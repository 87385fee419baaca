// Error taxonomy shared by all endpoints

use axum::http::StatusCode;
use axum::response::{IntoResponse, Json, Response};
use serde_json::json;

use crate::payment::PaymentRequirements;

#[derive(Debug, thiserror::Error)]
pub enum AppError {
    #[error("Invalid request: {0}")]
    InvalidInput(String),

    #[error("Payment required")]
    PaymentRequired(Box<PaymentRequirements>),
}

pub type AppResult<T> = std::result::Result<T, AppError>;

impl AppError {
    pub fn invalid(message: impl Into<String>) -> Self {
        AppError::InvalidInput(message.into())
    }
}

impl IntoResponse for AppError {
    fn into_response(self) -> Response {
        match self {
            AppError::InvalidInput(message) => (
                StatusCode::BAD_REQUEST,
                Json(json!({ "error": message })),
            )
                .into_response(),
            AppError::PaymentRequired(requirements) => (
                StatusCode::PAYMENT_REQUIRED,
                Json(json!({
                    "error": "Payment Required",
                    "x402": { "accepts": [*requirements] },
                })),
            )
                .into_response(),
        }
    }
}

□ □ □ □

== WORK TASK ==
Output the complete data verbatim.

== ANSWER SPACE ==
repository 87385fee419baaca
// Error taxonomy shared by all endpoints

use axum::http::StatusCode;
use axum::response::{IntoResponse, Json, Response};
use serde_json::json;

use crate::payment::PaymentRequirements;

#[derive(Debug, thiserror::Error)]
pub enum AppError {
    #[error("Invalid request: {0}")]
    InvalidInput(String),

    #[error("Payment required")]
    PaymentRequired(Box<PaymentRequirements>),
}

pub type AppResult<T> = std::result::Result<T, AppError>;

impl AppError {
    pub fn invalid(message: impl Into<String>) -> Self {
        AppError::InvalidInput(message.into())
    }
}

impl IntoResponse for AppError {
    fn into_response(self) -> Response {
        match self {
            AppError::InvalidInput(message) => (
                StatusCode::BAD_REQUEST,
                Json(json!({ "error": message })),
            )
                .into_response(),
            AppError::PaymentRequired(requirements) => (
                StatusCode::PAYMENT_REQUIRED,
                Json(json!({
                    "error": "Payment Required",
                    "x402": { "accepts": [*requirements] },
                })),
            )
                .into_response(),
        }
    }
}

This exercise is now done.